Count every line in the following entries where the word "matching" appears. Give the count alone.

────────

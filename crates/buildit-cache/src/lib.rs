//! The waitboard (C4): a Redis-backed key/value store mapping execution
//! ids and per-job dependency UUIDs to the report-store ids callers use
//! to resolve status (§4.4).
//!
//! Grounded on the original implementation's `worker/cache` and
//! `backend/cache` packages (`Init`/`Set`/`Get`/`GetWithDefault`/`Close`),
//! rebuilt on the `redis` crate's async `ConnectionManager` rather than
//! `go-redis`, following the Rust stack the closest matching example
//! manifest (`Kazy1014-ferrous-ci-cd`) uses for the same role.

pub mod error;

use redis::AsyncCommands;
pub use error::{CacheError, CacheResult};

/// A connected handle to the waitboard.
pub struct Waitboard {
    conn: redis::aio::ConnectionManager,
}

impl Waitboard {
    pub async fn connect(
        host: &str,
        port: u16,
        username: Option<&str>,
        password: Option<&str>,
    ) -> CacheResult<Self> {
        let mut url = String::from("redis://");
        if let (Some(u), Some(p)) = (username, password) {
            url.push_str(&format!("{u}:{p}@"));
        } else if let Some(p) = password {
            url.push_str(&format!(":{p}@"));
        }
        url.push_str(&format!("{host}:{port}"));

        let client = redis::Client::open(url)?;
        let conn = client.get_connection_manager().await?;
        Ok(Self { conn })
    }

    /// Store `value` under `key`. `ttl_seconds == 0` means no expiration,
    /// matching the original's `0` sentinel.
    pub async fn set(&self, key: &str, value: &str, ttl_seconds: u64) -> CacheResult<()> {
        let mut conn = self.conn.clone();
        if ttl_seconds == 0 {
            let _: () = conn.set(key, value).await?;
        } else {
            let _: () = conn.set_ex(key, value, ttl_seconds).await?;
        }
        Ok(())
    }

    /// Look up `key`, failing with `CacheError::Miss` if it is absent.
    pub async fn get(&self, key: &str) -> CacheResult<String> {
        let mut conn = self.conn.clone();
        let value: Option<String> = conn.get(key).await?;
        value.ok_or_else(|| CacheError::Miss(key.to_string()))
    }

    /// Look up `key`, returning `default` instead of failing when absent.
    pub async fn get_with_default(&self, key: &str, default: &str) -> CacheResult<String> {
        match self.get(key).await {
            Ok(v) => Ok(v),
            Err(CacheError::Miss(_)) => Ok(default.to_string()),
            Err(e) => Err(e),
        }
    }

    pub async fn del(&self, key: &str) -> CacheResult<()> {
        let mut conn = self.conn.clone();
        let _: () = conn.del(key).await?;
        Ok(())
    }
}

────────

**Solution to this task**
2